Aktis takes a second asset into human trials
The recent Nasdaq entrant prepares to move AKY-2519 into the clinic.
The recent Nasdaq entrant prepares to move AKY-2519 into the clinic.
Aktis Oncology, a biotech that braved financial turmoil to complete an upsized Nasdaq flotation to bring in $318m in January, is preparing to take its second pipeline project into clinical trials.
This asset is a B7-H3-targeting radiopharmaceutical, AKY-2519, which features among several industry projects whose first-in-human studies have recently been listed on the clinicaltrials.gov registry. The markets haven’t been especially kind to Aktis, whose stock has sunk 28% since the IPO, during which time the Nasdaq biotech index has traded flat; but the group still carries a market cap above $1bn.

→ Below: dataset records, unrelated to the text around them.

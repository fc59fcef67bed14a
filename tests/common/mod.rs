//! Shared test utilities for APK signer integration tests.
//!
//! [`FakeToolchain`] stands in for `keytool`/`jarsigner`: it writes a unique
//! keystore per generation and "signs" by appending the keystore fingerprint
//! to the package. [`CountingStorage`] wraps real storage with call counters.
#![allow(dead_code)]

use std::path::Path;
use std::sync::Arc;
use std::sync::Mutex;
use std::sync::atomic::{AtomicUsize, Ordering};
use std::time::Duration;

use apk_signer::config::{SigningConfig, UserMode};
use apk_signer::keystore::fingerprint;
use apk_signer::storage::{KeyStorage, RedbStorage, StorageResult};
use apk_signer::tools::{
    KeystoreRequest, PackageSignRequest, ToolError, ToolResult, Toolchain, Verification,
};
use apk_signer::SigningOrchestrator;
use tempfile::TempDir;

pub const SIGNATURE_MARKER: &[u8] = b"\n--signed-by:";

#[derive(Default)]
pub struct FakeToolchain {
    pub generated: AtomicUsize,
    pub signed: AtomicUsize,
    pub dnames: Mutex<Vec<String>>,
    /// Delay inside generation so concurrent first requests overlap.
    pub gen_delay: Option<Duration>,
    pub fail_sign: bool,
}

impl FakeToolchain {
    pub fn with_gen_delay(delay: Duration) -> Self {
        Self {
            gen_delay: Some(delay),
            ..Self::default()
        }
    }

    pub fn failing_sign() -> Self {
        Self {
            fail_sign: true,
            ..Self::default()
        }
    }
}

impl Toolchain for FakeToolchain {
    async fn gen_keystore(&self, request: &KeystoreRequest<'_>) -> ToolResult<()> {
        let n = self.generated.fetch_add(1, Ordering::SeqCst);
        if let Some(delay) = self.gen_delay {
            tokio::time::sleep(delay).await;
        }
        self.dnames
            .lock()
            .unwrap()
            .push(request.distinguished_name.to_string());
        let material = format!("{}|{}|#{n}", request.alias, request.distinguished_name);
        std::fs::write(request.keystore, material).unwrap();
        Ok(())
    }

    async fn sign_package(&self, request: &PackageSignRequest<'_>) -> ToolResult<()> {
        if self.fail_sign {
            return Err(ToolError::Failed {
                tool: "jarsigner".to_string(),
                code: Some(1),
                output: "jarsigner error: java.lang.RuntimeException: keystore load".to_string(),
            });
        }
        self.signed.fetch_add(1, Ordering::SeqCst);
        let mut bytes = std::fs::read(request.unsigned).unwrap();
        let keystore = std::fs::read(request.keystore).unwrap();
        bytes.extend_from_slice(SIGNATURE_MARKER);
        bytes.extend_from_slice(fingerprint(&keystore).as_bytes());
        std::fs::write(request.signed, bytes).unwrap();
        Ok(())
    }

    async fn verify_package(&self, package: &Path) -> ToolResult<Verification> {
        let bytes = std::fs::read(package).unwrap();
        let verified = bytes
            .windows(SIGNATURE_MARKER.len())
            .any(|w| w == SIGNATURE_MARKER);
        Ok(Verification {
            verified,
            report: if verified { "jar verified." } else { "jar is unsigned." }.to_string(),
        })
    }
}

/// Fingerprint a fake-signed package was signed with.
pub fn signed_with(package: &[u8]) -> Option<String> {
    let at = package
        .windows(SIGNATURE_MARKER.len())
        .rposition(|w| w == SIGNATURE_MARKER)?;
    String::from_utf8(package[at + SIGNATURE_MARKER.len()..].to_vec()).ok()
}

/// Key storage wrapper counting every call.
pub struct CountingStorage {
    pub inner: RedbStorage,
    pub gets: AtomicUsize,
    pub puts: AtomicUsize,
}

impl CountingStorage {
    pub fn new(inner: RedbStorage) -> Self {
        Self {
            inner,
            gets: AtomicUsize::new(0),
            puts: AtomicUsize::new(0),
        }
    }

    pub fn calls(&self) -> usize {
        self.gets.load(Ordering::SeqCst) + self.puts.load(Ordering::SeqCst)
    }
}

impl KeyStorage for CountingStorage {
    fn get_app_key(&self, apk_id: &str) -> StorageResult<Vec<u8>> {
        self.gets.fetch_add(1, Ordering::SeqCst);
        self.inner.get_app_key(apk_id)
    }

    fn put_app_key(&self, key_material: &[u8], apk_id: &str) -> StorageResult<()> {
        self.puts.fetch_add(1, Ordering::SeqCst);
        self.inner.put_app_key(key_material, apk_id)
    }
}

/// Temp directories and storage for one test.
pub struct TestEnv {
    pub root: TempDir,
    pub storage: RedbStorage,
}

impl TestEnv {
    pub fn new() -> Self {
        let root = TempDir::new().unwrap();
        let storage = RedbStorage::open(
            &root.path().join("db").join("apk-signer.redb"),
            apk_signer::config::Buckets::default(),
            "http://localhost:5500/objects",
        )
        .unwrap();
        Self { root, storage }
    }

    /// Directory the signing core creates its temp files in.
    pub fn keys_temp(&self) -> std::path::PathBuf {
        self.root.path().join("keys")
    }

    pub fn signing_config(&self, mode: UserMode) -> SigningConfig {
        SigningConfig::for_tests(mode, self.keys_temp())
    }

    pub fn orchestrator<T: Toolchain>(
        &self,
        mode: UserMode,
        storage: Arc<dyn KeyStorage>,
        toolchain: T,
    ) -> SigningOrchestrator<T> {
        SigningOrchestrator::new(self.signing_config(mode), storage, toolchain)
    }

    /// Number of entries left in the signing temp directory.
    pub fn leftovers(&self) -> usize {
        std::fs::read_dir(self.keys_temp()).map_or(0, Iterator::count)
    }
}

AKY-2519 will follow Aktis’s lead, AKY-1189, an anti-Nectin-4 project that entered phase 1 last year; both projects use the alpha emitter actinium-255 as their radioisotope. While AKY-1189 is being tested in Nectin-4-positive cancers, AKY-2519’s phase 1 trial, due to begin in July, concerns metastatic castration-resistant prostate cancer all-comers, including patients exposed to Novartis’s Pluvicto.
Relay’s second too
Another company taking its second pipeline asset into human testing is Relay Therapeutics, which is best known for the pan-mutant PI3Kα inhibitor zovegalisib, but which is now advancing a molecule coded RLY-8161.
Relay claims that in RLY-8161 it has designed the first NRAS-selective inhibitor, its aim being to address the liabilities of current pan-RAS inhibitors by only binding to NRAS, while sparing KRAS and HRAS. The company has picked out NRAS-mutant melanoma as a key focus for RLY-8161, though its clinicaltrials.gov listing shows the molecule being tested broadly in NRAS-mutant solid tumours.
Recently disclosed first-in-human studies*
| Project | Mechanism | Company | Trial | Scheduled start |
|---|---|---|---|---|
| RLY-8161 | NRAS inhibitor | Relay | NRASm solid tumours | 9 Mar 2026 |
| Unnamed | CRLF2-R Car-T | NCI | CRLF2-R/TSLPR-overexpressing ALL | 13 May 2026 |
| CRPA1A2 | Mage-A1 x HLA-A*02:01 T-cell engager | Corregene Biotechnology | Mage-A1 & HLA-A*02:01 +ve solid tumours | 29 May 2026 |
| JH021 | EGFR x cMet MAb | Biotech Pharmaceutical | Solid tumours | 30 May 2026 |
| 4A10 | CD127 MAb | Allterum Therapeutics | T or B-cell ALL | May 2026 |
| 225Ac-AKY-2519 | B7-H3 radioconjugate | Aktis Oncology | Bactinium-1, mCRPC (pre & post-Pluvicto) | Jul 2026 |
Note: *these projects were first listed on the clinicaltrials.gov database between 7 and 14 May 2026.
First-in-human trial starts also include two bispecifics: the Rybrevant me-too JH021 from China/Cuba’s Biotech Pharmaceutical; and an anti-Mage-A1 x HLA-A*02:01 T-cell engager from China’s Corregene. The latter could offer greater convenience than an engineered T-cell receptor approach, but is similarly limited to patients carrying a specific HLA type.
Meanwhile, the NCI is advancing a Car-T therapy against CRLF2-R, the cytokine receptor-like factor 2 also known as TSLPR. OncologyPipeline reveals no industry work on this target, and one possibility is that the NCI’s project will be spun into a biotech company by way of technology transfer.
A private US biotech separately features among the first-in-human trial entrants, courtesy of an anti-CD127 antibody coded 4A10 in development at Allterum Therapeutics. This appears to be the first clinical project for Allterum, a Houston-based group that’s so far relied on seed financing and grant funding.
OncologyPipeline shows a handful of other anti-CD127 projects in development, but 4A10 is the first in clinical development run by a commercial entity.